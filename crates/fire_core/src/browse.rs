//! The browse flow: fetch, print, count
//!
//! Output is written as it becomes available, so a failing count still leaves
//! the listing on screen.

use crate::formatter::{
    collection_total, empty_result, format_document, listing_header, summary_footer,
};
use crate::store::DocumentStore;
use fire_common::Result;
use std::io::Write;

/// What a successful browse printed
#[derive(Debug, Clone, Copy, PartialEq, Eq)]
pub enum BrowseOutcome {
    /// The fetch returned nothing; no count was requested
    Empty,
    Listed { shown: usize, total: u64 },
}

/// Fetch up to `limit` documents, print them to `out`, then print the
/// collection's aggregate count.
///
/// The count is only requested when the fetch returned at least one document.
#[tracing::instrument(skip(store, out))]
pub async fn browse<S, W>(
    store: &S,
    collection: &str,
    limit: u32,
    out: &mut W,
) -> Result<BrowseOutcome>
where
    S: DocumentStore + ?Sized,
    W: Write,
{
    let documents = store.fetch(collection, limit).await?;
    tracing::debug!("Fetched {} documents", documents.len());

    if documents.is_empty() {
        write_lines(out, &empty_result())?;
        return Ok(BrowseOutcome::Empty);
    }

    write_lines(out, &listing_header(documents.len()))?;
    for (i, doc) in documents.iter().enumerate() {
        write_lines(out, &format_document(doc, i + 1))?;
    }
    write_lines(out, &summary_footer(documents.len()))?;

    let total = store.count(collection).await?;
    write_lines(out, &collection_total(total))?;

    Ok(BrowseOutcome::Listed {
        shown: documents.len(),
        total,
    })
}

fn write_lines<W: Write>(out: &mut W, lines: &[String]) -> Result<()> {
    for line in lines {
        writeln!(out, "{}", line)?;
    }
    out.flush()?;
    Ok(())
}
========
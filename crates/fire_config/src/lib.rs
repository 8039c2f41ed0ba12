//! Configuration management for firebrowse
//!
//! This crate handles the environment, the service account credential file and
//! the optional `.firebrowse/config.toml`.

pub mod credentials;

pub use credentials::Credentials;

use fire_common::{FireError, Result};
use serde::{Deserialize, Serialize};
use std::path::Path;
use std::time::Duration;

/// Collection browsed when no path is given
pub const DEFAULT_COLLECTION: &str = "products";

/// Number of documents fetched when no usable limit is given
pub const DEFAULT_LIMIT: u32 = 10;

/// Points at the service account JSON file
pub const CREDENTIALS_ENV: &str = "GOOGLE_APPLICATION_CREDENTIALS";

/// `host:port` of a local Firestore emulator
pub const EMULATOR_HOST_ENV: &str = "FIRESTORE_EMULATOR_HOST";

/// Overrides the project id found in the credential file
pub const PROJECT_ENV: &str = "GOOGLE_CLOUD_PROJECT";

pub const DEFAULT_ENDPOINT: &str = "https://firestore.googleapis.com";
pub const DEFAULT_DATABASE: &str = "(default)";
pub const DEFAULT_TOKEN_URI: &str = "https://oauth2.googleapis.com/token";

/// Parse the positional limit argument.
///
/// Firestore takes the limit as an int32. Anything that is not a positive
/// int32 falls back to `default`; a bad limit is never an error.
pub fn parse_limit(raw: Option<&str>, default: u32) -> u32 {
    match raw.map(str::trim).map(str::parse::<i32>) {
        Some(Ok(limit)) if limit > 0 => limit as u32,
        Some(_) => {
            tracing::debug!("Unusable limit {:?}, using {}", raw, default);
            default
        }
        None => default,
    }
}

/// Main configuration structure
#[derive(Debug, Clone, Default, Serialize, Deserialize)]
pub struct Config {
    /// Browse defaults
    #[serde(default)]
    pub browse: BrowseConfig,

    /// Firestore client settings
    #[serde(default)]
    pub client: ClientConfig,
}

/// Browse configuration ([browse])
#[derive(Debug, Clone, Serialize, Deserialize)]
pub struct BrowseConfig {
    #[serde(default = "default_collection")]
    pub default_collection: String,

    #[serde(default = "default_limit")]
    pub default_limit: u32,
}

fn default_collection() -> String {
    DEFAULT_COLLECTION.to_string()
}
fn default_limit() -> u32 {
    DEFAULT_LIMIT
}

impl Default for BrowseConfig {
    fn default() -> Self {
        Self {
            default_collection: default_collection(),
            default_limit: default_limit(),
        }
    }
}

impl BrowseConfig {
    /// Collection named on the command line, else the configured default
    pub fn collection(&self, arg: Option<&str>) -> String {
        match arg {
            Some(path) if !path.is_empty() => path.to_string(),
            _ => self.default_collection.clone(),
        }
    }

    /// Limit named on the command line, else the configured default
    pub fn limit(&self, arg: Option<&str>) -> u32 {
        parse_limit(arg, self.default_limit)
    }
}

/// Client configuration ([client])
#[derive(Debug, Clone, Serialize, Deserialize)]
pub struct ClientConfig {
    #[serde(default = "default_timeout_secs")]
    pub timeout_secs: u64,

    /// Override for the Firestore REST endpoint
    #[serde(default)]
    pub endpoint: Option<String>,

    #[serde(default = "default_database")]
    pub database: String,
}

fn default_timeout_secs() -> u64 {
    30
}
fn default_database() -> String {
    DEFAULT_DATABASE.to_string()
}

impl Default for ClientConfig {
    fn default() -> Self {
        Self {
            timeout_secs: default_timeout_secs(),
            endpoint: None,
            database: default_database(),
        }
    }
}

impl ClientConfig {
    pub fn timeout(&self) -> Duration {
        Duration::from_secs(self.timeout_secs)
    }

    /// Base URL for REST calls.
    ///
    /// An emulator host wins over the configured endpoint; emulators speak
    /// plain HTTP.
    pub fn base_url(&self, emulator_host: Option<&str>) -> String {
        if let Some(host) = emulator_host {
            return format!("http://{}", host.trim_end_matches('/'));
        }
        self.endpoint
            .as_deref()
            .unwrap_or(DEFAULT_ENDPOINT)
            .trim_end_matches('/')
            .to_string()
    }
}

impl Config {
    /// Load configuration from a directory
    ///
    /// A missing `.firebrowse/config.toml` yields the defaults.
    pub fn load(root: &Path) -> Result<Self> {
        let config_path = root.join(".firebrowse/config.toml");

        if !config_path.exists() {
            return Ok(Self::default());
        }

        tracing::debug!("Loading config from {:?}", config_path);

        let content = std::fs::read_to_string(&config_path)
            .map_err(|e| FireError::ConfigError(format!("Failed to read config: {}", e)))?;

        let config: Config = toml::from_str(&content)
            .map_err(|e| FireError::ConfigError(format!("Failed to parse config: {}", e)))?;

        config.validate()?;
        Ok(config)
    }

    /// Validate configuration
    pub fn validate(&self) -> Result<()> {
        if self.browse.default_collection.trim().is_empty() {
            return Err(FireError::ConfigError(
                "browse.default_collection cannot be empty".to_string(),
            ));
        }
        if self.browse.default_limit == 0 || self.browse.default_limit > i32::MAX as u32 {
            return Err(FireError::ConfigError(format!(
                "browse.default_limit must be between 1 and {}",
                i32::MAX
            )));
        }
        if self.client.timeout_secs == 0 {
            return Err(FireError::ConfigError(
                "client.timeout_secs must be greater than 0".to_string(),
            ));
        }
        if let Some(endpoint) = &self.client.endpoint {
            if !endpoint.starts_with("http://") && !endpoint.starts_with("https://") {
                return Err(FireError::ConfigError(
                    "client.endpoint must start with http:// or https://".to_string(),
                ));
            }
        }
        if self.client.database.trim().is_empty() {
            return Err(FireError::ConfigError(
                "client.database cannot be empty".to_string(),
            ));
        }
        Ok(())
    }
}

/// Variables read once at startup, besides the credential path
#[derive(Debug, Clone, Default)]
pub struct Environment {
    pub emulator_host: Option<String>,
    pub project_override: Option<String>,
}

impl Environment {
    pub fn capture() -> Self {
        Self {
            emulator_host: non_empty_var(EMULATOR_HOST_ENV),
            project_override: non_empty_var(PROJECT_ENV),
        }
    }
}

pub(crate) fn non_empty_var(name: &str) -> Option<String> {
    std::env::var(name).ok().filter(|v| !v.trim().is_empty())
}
========
EXERCISE PROMPT: Copy every line in the listing above where the string "else" turns up.

ANSWER SPACE:
    /// Collection named on the command line, else the configured default
    /// Limit named on the command line, else the configured default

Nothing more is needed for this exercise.